Según ha anunciado la consejera insular de Movilidad, Eulalia García, durante la sesión plenaria ordinaria, la Dirección General de Tráfico (DGT) ha autorizado al Cabildo de Tenerife a implementar un servicio de remolque rápido, conocido como "grúas exprés", destinado a agilizar la retirada de vehículos accidentados o averiados en las autopistas TF-1 (Sur) y TF-5 (Norte) de la isla. Esta medida, que busca mitigar los recurrentes colapsos circulatorios, representa un paso significativo en la gestión del tráfico insular.
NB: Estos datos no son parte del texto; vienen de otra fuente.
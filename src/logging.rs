//! Logging configuration
//!
//! Structured logging with tracing. Tor runs on its own `tor-main` thread,
//! so thread names are always shown.

use tracing::Level;
use tracing_subscriber::fmt;
use tracing_subscriber::EnvFilter;

/// Filter used when `RUST_LOG` is unset
const DEFAULT_DIRECTIVE: &str = "embedtor=info";

/// Initialize logging with environment-based filtering
pub fn init() {
    let filter =
        EnvFilter::try_from_default_env().unwrap_or_else(|_| EnvFilter::new(DEFAULT_DIRECTIVE));
    install(filter);
}

/// Initialize logging with specific level, ignoring `RUST_LOG`
pub fn init_with_level(level: Level) {
    install(EnvFilter::new(level_directive(level)));
}

fn level_directive(level: Level) -> String {
    format!("embedtor={}", level)
}

fn install(filter: EnvFilter) {
    fmt()
        .with_env_filter(filter)
        .with_target(true)
        .with_thread_names(true)
        .with_file(false)
        .with_line_number(false)
        .init();
}

#[cfg(test)]
mod tests {
    use super::*;

    #[test]
    fn test_level_directive() {
        assert_eq!(level_directive(Level::DEBUG), "embedtor=DEBUG");
        assert_eq!(level_directive(Level::INFO), "embedtor=INFO");
    }
}
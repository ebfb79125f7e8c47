//! Static link setup for the `linked-tor` feature.
//!
//! Expects a tor-static style tree (tor, libevent, xz, zlib, openssl built
//! as static archives) under `TOR_STATIC_DIR`.

use std::env;
use std::path::PathBuf;

/// (directory relative to TOR_STATIC_DIR, libraries found there)
const STATIC_LIBS: &[(&str, &[&str])] = &[
    ("tor/src/or", &["tor"]),
    (
        "tor/src/common",
        &["or", "or-crypto", "curve25519_donna", "or-ctime", "or-event"],
    ),
    ("tor/src/trunnel", &["or-trunnel"]),
    ("tor/src/ext/keccak-tiny", &["keccak-tiny"]),
    ("tor/src/ext/ed25519/ref10", &["ed25519_ref10"]),
    ("tor/src/ext/ed25519/donna", &["ed25519_donna"]),
    ("libevent/dist/lib", &["event"]),
    ("xz/dist/lib", &["lzma"]),
    ("zlib/dist/lib", &["z"]),
    ("openssl/dist/lib", &["ssl", "crypto"]),
];

fn main() {
    println!("cargo:rerun-if-env-changed=TOR_STATIC_DIR");

    if env::var_os("CARGO_FEATURE_LINKED_TOR").is_none() {
        return;
    }

    let root = env::var_os("TOR_STATIC_DIR")
        .map(PathBuf::from)
        .unwrap_or_else(|| PathBuf::from("../tor-static"));

    for (dir, libs) in STATIC_LIBS {
        println!("cargo:rustc-link-search=native={}", root.join(dir).display());
        for lib in *libs {
            println!("cargo:rustc-link-lib=static={}", lib);
        }
    }

    if env::var("CARGO_CFG_TARGET_OS").as_deref() == Ok("windows") {
        for lib in ["ws2_32", "crypt32", "gdi32", "pthread"] {
            println!("cargo:rustc-link-lib={}", lib);
        }
    } else {
        println!("cargo:rustc-link-lib=m");
    }
}
//! Process lifecycle errors

use std::ffi::NulError;
use thiserror::Error;

/// Shared `Result` alias for process operations.
pub type Result<T> = std::result::Result<T, ProcessError>;

#[derive(Debug, Error)]
pub enum ProcessError {
    #[error("already started")]
    AlreadyStarted,

    #[error("not started")]
    NotStarted,

    #[error("argument {index} contains a NUL byte")]
    InvalidArgument {
        index: usize,
        #[source]
        source: NulError,
    },

    #[error("failed to set command line args, code: {code}")]
    Configure { code: i32 },

    #[error("failed to spawn Tor thread: {0}")]
    Spawn(#[source] std::io::Error),

    #[error("command completed with error exit code: {code}")]
    Exit { code: i32 },

    #[error("Tor thread ended without reporting an exit code")]
    Abandoned,

    #[error("wait cancelled")]
    Cancelled,

    #[error("embedded control connection not supported")]
    ControlConnUnsupported,
}

impl ProcessError {
    /// Native exit or configuration code, when the error carries one
    pub fn code(&self) -> Option<i32> {
        match self {
            Self::Configure { code } | Self::Exit { code } => Some(*code),
            _ => None,
        }
    }
}
//! Integration tests for the embedded process lifecycle
//!
//! These drive the public `Creator` / `Process` interface with a scripted
//! `TorApi`, so no linked Tor is needed.

use embedtor::cli::run_until_exit;
use embedtor::{ArgVector, Creator, EmbeddedCreator, Process, ProcessError, TorApi};
use std::sync::Mutex;
use tokio_util::sync::CancellationToken;

/// Records every command line and exits with a fixed code
struct ScriptedTor {
    exit_code: i32,
    command_lines: Mutex<Vec<Vec<String>>>,
}

impl ScriptedTor {
    fn new(exit_code: i32) -> Self {
        Self {
            exit_code,
            command_lines: Mutex::new(Vec::new()),
        }
    }
}

impl TorApi for ScriptedTor {
    type Config = Vec<String>;

    fn configure(&self, argv: ArgVector) -> Result<Vec<String>, i32> {
        let args = argv.to_strings();
        self.command_lines.lock().unwrap().push(args.clone());
        Ok(args)
    }

    fn run_main(&self, config: &Vec<String>) -> i32 {
        if config.iter().any(|arg| arg == "--verify-config") {
            return 0;
        }
        self.exit_code
    }
}

/// Never returns from `run_main` while the test runs
struct HangingTor;

impl TorApi for HangingTor {
    type Config = ();

    fn configure(&self, _argv: ArgVector) -> Result<(), i32> {
        Ok(())
    }

    fn run_main(&self, _config: &()) -> i32 {
        loop {
            std::thread::park();
        }
    }
}

#[tokio::test]
async fn test_creator_interface_clean_run() {
    let creator: Box<dyn Creator> = Box::new(EmbeddedCreator::new(ScriptedTor::new(0)));
    let mut process = creator
        .create(
            CancellationToken::new(),
            vec!["--DataDirectory".to_string(), "/tmp/embedtor".to_string()],
        )
        .unwrap();

    process.start().unwrap();
    process.wait().await.unwrap();
}

#[tokio::test]
async fn test_exit_code_surfaces_through_interface() {
    let creator = EmbeddedCreator::new(ScriptedTor::new(1));
    let mut process = creator.create(CancellationToken::new(), Vec::new()).unwrap();

    process.start().unwrap();
    match process.wait().await {
        Err(ProcessError::Exit { code }) => assert_eq!(code, 1),
        other => panic!("expected exit error, got {:?}", other),
    }
}

#[tokio::test]
async fn test_processes_are_independent() {
    let creator = EmbeddedCreator::new(ScriptedTor::new(0));

    let mut first = creator.process(CancellationToken::new(), vec!["--verify-config".to_string()]);
    let mut second = creator.process(CancellationToken::new(), Vec::new());

    // Starting one does not start the other
    first.start().unwrap();
    assert!(first.is_started());
    assert!(!second.is_started());
    assert!(matches!(second.wait().await, Err(ProcessError::NotStarted)));

    first.wait().await.unwrap();
    assert_eq!(first.args(), ["--verify-config"]);
}

#[tokio::test]
async fn test_pre_cancelled_token_returns_immediately() {
    let creator = EmbeddedCreator::new(HangingTor);
    let cancel = CancellationToken::new();
    cancel.cancel();

    let mut process = creator.create(cancel, Vec::new()).unwrap();
    process.start().unwrap();
    assert!(matches!(process.wait().await, Err(ProcessError::Cancelled)));
    // Still started; a second start is rejected
    assert!(matches!(process.start(), Err(ProcessError::AlreadyStarted)));
}

#[tokio::test]
async fn test_run_until_exit_reports_failure() {
    let creator = EmbeddedCreator::new(ScriptedTor::new(2));
    let err = run_until_exit(&creator, Vec::new()).await.unwrap_err();

    let process_err = err.downcast_ref::<ProcessError>().unwrap();
    assert_eq!(process_err.code(), Some(2));
}

#[tokio::test]
async fn test_run_until_exit_clean() {
    let creator = EmbeddedCreator::new(ScriptedTor::new(0));
    run_until_exit(&creator, vec!["--quiet".to_string()])
        .await
        .unwrap();
}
La presidenta del Cabildo, Rosa Dávila, había manifestado previamente su insatisfacción por la tramitación prioritaria de un acuerdo similar con el Cabildo de Gran Canaria, a pesar de que la iniciativa original para este tipo de servicio había partido de Tenerife. Aunque la formalización del convenio entre la DGT y el Cabildo de Tenerife aún no tiene fecha, se espera que el servicio esté operativo durante el verano, un plazo que coincide con las previsiones ya avanzadas por el presidente del Cabildo de Gran Canaria, Antonio Morales, para una iniciativa análoga en su isla. La aprobación definitiva por parte del Ministerio del Interior era un requisito indispensable para su puesta en marcha, según ha confirmado el Gobierno insular.
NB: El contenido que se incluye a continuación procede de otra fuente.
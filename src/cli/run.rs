//! Run command - start the embedded Tor and wait on it

use super::LaunchArgs;
use crate::process::{Creator, ProcessError};
use crate::util::time::format_duration;
use anyhow::{Context, Result};
use std::time::Instant;
use tokio_util::sync::CancellationToken;
use tracing::{debug, info};

/// Run the run command
pub async fn run_tor(args: &LaunchArgs) -> Result<()> {
    let tor_args = args.tor_args()?;
    launch(tor_args).await
}

#[cfg(feature = "linked-tor")]
async fn launch(tor_args: Vec<String>) -> Result<()> {
    let creator = crate::process::EmbeddedCreator::linked();
    run_until_exit(&creator, tor_args).await
}

#[cfg(not(feature = "linked-tor"))]
async fn launch(_tor_args: Vec<String>) -> Result<()> {
    anyhow::bail!("embedtor was built without a linked Tor (enable the `linked-tor` feature)")
}

/// Start a process and wait for it, abandoning the wait on Ctrl-C
///
/// Interrupting only stops the wait; the caller is expected to exit the
/// host process, which takes the embedded Tor down with it.
pub async fn run_until_exit(creator: &dyn Creator, tor_args: Vec<String>) -> Result<()> {
    let cancel = CancellationToken::new();
    let mut process = creator.create(cancel.clone(), tor_args)?;

    process.start().context("Failed to start embedded Tor")?;
    let started = Instant::now();

    let interrupt = cancel.clone();
    let watcher = tokio::spawn(async move {
        if tokio::signal::ctrl_c().await.is_ok() {
            info!("Interrupt received");
            interrupt.cancel();
        }
    });

    let result = process.wait().await;
    watcher.abort();

    let elapsed = format_duration(started.elapsed().as_secs());
    match result {
        Ok(()) => {
            info!("Tor exited after {}", elapsed);
            Ok(())
        },
        Err(ProcessError::Cancelled) => {
            debug!("Abandoned embedded Tor after {}", elapsed);
            Ok(())
        },
        Err(e) => Err(e).with_context(|| format!("Embedded Tor failed after {}", elapsed)),
    }
}
//! Command-line interface for embedtor
//!
//! Provides main commands:
//! - `run` - Start the embedded Tor and wait for it to exit
//! - `args` - Print the command line `run` would hand to Tor

mod args;
mod run;

pub use args::run_args;
pub use run::{run_tor, run_until_exit};

use clap::{Parser, Subcommand};
use std::path::PathBuf;

/// embedtor - Tor daemon embedded as a library
#[derive(Parser, Debug)]
#[command(name = "embedtor")]
#[command(author, version, about, long_about = None)]
#[command(propagate_version = true)]
pub struct Cli {
    /// Verbose output
    #[arg(short, long, default_value_t = false)]
    pub verbose: bool,

    #[command(subcommand)]
    pub command: Commands,
}

#[derive(Subcommand, Debug)]
pub enum Commands {
    /// Run the embedded Tor until it exits or is interrupted
    Run(LaunchArgs),

    /// Print the Tor command line, one argument per line
    Args(LaunchArgs),
}

/// Arguments shared by run and args
#[derive(Parser, Debug)]
pub struct LaunchArgs {
    /// Path to config file (defaults to /etc/embedtor/config.toml, then ./config.toml)
    #[arg(long)]
    pub config: Option<PathBuf>,

    /// Extra arguments appended to Tor's command line
    #[arg(last = true)]
    pub extra: Vec<String>,
}

impl LaunchArgs {
    /// Tor command line (without the program name) from config plus extras
    pub fn tor_args(&self) -> anyhow::Result<Vec<String>> {
        let config = crate::config::load_config(self.config.as_deref())?;
        let mut args = config.tor.to_args();
        args.extend(self.extra.iter().cloned());
        Ok(args)
    }
}

/// Parse command line arguments
pub fn parse() -> Cli {
    Cli::parse()
}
La propuesta tinerfeña, presentada en octubre de 2023, fue considerada de interés por la DGT desde sus inicios, si bien requería la autorización formal que ahora se ha concedido. Este servicio de remolque rápido forma parte de un plan de movilidad más amplio del Cabildo, que contempla más de setenta acciones para optimizar la circulación y reducir los embotellamientos. La meta es que los vehículos inmovilizados sean retirados en un promedio de quince minutos, gracias a una red de bases estratégicamente distribuidas, lo que se considera crucial para aliviar las retenciones kilométricas.
La presidenta Dávila impulsó esta iniciativa al inicio de su mandato, con el objetivo de combatir la congestión en las principales vías de la isla. Para ello, el Consejo de Gobierno insular ya había aprobado en febrero del año anterior una dotación de 350.000 euros destinada a financiar este servicio, con la expectativa de una intervención en un cuarto de hora tras el suceso.
La necesidad de esta medida se acentúa por la configuración de las autopistas tinerfeñas, cuyos arcenes, a menudo estrechos, no permiten la detención segura de vehículos sin invadir la calzada. Esta circunstancia, sumada a la demora inherente a los servicios de grúa convencionales –que también sufren los efectos de los propios atascos–, genera importantes interrupciones en el flujo circulatorio. La TF-5, especialmente en el tramo entre Santa Cruz de Tenerife y La Laguna, es la vía más afectada, con puntos como San Lázaro y Las Chumberas registrando un tránsito diario superior a los 100.000 vehículos, lo que subraya la urgencia de soluciones que minimicen cualquier obstáculo en la calzada.